# [TASK DIRECTIONS]
Exactly how many lines in the listing contain "UserModel"? Respond with the number and nothing more.

# [TASK INPUTS]
========================================
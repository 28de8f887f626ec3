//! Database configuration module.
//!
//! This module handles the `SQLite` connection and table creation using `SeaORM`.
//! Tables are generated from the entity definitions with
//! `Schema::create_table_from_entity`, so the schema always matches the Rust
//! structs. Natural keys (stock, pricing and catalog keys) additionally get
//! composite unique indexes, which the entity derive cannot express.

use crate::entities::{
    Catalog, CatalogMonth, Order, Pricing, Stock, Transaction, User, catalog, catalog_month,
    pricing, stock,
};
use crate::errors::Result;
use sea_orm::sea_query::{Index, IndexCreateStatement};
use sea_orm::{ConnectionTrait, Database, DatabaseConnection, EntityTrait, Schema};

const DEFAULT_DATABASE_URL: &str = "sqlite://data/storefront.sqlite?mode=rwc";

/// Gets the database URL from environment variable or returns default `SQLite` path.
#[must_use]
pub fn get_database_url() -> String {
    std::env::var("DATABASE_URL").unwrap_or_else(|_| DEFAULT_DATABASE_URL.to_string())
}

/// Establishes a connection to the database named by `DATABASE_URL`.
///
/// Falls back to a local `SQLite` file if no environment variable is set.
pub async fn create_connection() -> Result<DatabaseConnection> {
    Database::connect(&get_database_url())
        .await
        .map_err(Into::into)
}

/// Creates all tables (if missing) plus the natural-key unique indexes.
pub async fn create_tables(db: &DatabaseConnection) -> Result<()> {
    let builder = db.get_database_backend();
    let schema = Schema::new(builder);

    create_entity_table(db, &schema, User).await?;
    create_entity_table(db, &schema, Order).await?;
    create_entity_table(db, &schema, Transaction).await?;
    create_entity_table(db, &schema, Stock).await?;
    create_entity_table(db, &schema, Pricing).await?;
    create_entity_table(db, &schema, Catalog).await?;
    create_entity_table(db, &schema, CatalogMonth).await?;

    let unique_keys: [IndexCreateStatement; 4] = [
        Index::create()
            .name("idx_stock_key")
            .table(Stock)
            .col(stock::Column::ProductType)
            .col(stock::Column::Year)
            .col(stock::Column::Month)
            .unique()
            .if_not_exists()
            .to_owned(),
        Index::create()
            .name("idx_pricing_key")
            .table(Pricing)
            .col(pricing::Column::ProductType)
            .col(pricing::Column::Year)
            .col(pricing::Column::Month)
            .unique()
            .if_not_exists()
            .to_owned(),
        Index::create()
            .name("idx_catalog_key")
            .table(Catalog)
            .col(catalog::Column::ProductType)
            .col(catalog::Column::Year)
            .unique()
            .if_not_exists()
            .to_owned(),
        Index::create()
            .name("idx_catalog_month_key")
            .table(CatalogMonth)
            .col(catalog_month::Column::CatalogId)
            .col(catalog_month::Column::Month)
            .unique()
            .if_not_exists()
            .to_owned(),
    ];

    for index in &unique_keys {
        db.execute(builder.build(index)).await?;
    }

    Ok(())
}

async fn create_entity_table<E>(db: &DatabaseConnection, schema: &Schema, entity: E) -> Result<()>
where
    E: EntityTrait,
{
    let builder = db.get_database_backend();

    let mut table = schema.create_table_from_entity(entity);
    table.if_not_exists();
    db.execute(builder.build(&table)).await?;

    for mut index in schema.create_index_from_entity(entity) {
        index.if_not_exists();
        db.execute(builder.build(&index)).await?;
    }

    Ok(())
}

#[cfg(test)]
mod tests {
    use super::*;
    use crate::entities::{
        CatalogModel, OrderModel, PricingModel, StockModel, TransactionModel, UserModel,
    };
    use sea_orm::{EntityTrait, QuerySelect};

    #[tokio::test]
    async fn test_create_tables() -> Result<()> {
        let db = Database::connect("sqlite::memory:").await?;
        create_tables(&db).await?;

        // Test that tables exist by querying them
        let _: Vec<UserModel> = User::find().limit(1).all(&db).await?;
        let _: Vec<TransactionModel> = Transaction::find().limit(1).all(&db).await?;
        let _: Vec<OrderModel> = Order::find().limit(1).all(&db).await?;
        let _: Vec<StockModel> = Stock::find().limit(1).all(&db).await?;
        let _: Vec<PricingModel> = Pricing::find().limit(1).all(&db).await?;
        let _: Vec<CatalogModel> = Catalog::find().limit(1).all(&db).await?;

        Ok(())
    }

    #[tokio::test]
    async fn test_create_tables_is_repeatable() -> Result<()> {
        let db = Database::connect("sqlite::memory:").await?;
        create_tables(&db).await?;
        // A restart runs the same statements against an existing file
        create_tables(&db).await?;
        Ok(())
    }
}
========================================
# [ANSWER TO THIS EXERCISE]
2